SPD-Filz kehrt zurück: Von Genosse zu Genosse

Hamburgs Finanzsenator hat einen Millionenauftrag ohne Ausschreibung an einen Parteifreund vergeben. Das erinnert an alte Zeiten.

weihnachtsmann aus filz

Was ist rot, verfilzt und bringt heimlich Geschenke? Ist doch klar: die SPD Foto: Hauke-Christian Dittrich/dpa

HAMBURG taz | Kann es sein, dass sich die Hamburger SPD schon wieder zu fest im Sattel wähnt? Dafür spricht jedenfalls die Direktvergabe eines 9-Millionen-Euro-Auftrages der Hamburger Finanzbehörde, also des Finanzministeriums im Stadtstaat, an einen Parteifreund von Finanzsenator Andreas Dressel.

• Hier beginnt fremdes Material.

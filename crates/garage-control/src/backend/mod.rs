//! Built-in interior backends.
//!
//! - [`script`]: runs one executable per action from a script directory.
//! - [`simulated`]: in-memory environment that settles after a delay.

pub mod script;
pub mod simulated;

#[cfg(any(test, feature = "test-utils"))]
pub mod recording;
//! HTTP request handlers.
//!
//! This module contains all the endpoint handlers for the gateway API.

pub mod clusters;
pub mod health;
pub mod nodes;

Der Hamburger SPD-Filz, also die enge Verflechtung der Sozialdemokraten mit Gesellschaft und Verwaltung, ist ein gängiger Topos. Bis Ende der 90er Jahre hatte das so weit überhandgenommen, dass sich ein ganzes Buch darüber schreiben ließ. Die Mauscheleien trugen dazu bei, dass die SPD 2001 die Macht abgeben musste und erst 2011 wieder die Regierung stellte.

Auch der aktuelle Fall sieht verdächtig nach Filz aus. Laut einem Bericht der Hamburger Morgenpost geht es um Geld für einen „Fintech Accelerator“, der junge, innovative Unternehmen aus der Finanzbranche nach Hamburg locken, hier entwickeln und mit lokalen Unternehmen vernetzen soll.

Anfang Juli gab der Senat bekannt, dass er den Auftrag dafür ohne vor­herige Ausschreibung an die Firma NMA.VC vergeben habe. Dabei liegen die nominell 9 Millionen Euro Auftragswert weit über dem Schwellenwert für die Vergabe von Dienstaufträgen von 214.000 Euro. Allerdings sei nur eine Million für das Management vorgesehen, versichert die Behörde, der Rest zur Kofinanzierung eines Investitionstopfs.

Chef jener Firma, die den Zuschlag erhalten hat, ist Nico Lumma, Mitgründer des netzpolitischen Vereins D64 (D64 – Zentrum für digitalen Fortschritt) und Vorstandsmitglied der medien- und netzpolitischen Kommission des SPD-Parteivorstandes. Mit seiner Firma betreibt er bereits einen Accelerator für neue Medien in Hamburg.

„Das hat einen ganz faden Beigeschmack“, findet CDU-Fraktionschef Dennis Thering. Bei ihm hätten sich zahlreiche fintech-affine Mitbewerber gemeldet, die leer ausgegangen seien. „Dass man sich wenigstens in Hamburg umgeguckt hätte, wäre das Mindeste gewesen“, findet Thering.

Die Finanzbehörde rechtfertigte sich damit, „ein regelkonformes Vergabeverfahren inklusive Markterkundung“ durchgeführt zu haben. Lummas Firma habe die Vergabekriterien am besten erfüllt. Gefragt waren gute Kontakte in die Start-up-Szene, Erfahrung beim Betreiben eines Accelerators und finanztechnisches Fachwissen.

Die Auswahlentscheidung wurde im Amtsblatt der EU veröffentlicht. Mitbewerber hätten zehn Tage Zeit gehabt, Einspruch einzulegen. „Dazu muss man wissen, dass es eine Ausschreibung gab“, kritisiert Thering. „Wir haben das auch nur zufällig gefunden.“

War die Eile gerechtfertigt?

Wer in der Hamburger Finanzwelt unterwegs sei, habe von dem Accelerator wissen müssen, findet die Finanzbehörde. Er sei Teil des Masterplans Finanzwirtschaft, den die Bürgerschaft im Frühjahr beim Senat in Auftrag gegeben habe. Am Verfahren seien Akteure wie die Hamburger Sparkasse, die Handelskammer und die Initiative Finanzplatz Hamburg beteiligt gewesen.

Finanzsenator Dressel rechtfertigt die Eile: Um einen Wachstumsimpuls zur Überwindung der Coronakrise zu setzen, habe das Projekt schnell starten müssen. „Wären wir anders vorgegangen, hätte die Gefahr bestanden, dass die Mittel verfallen.“

Trotzdem fordert die Linke in der Bürgerschaft mehr Transparenz. Der Verzicht auf Ausschreibungen habe in letzter Zeit überhandgenommen. „Das öffnet Interessenkonflikten bis hin zur Korruption Tür und Tor“, warnte der Abgeordnete David Stoop. Und CDU-Fraktionschef Thering nutzt die Gelegenheit zur Attacke: „Der rote Filz war nie weg“, behauptet er.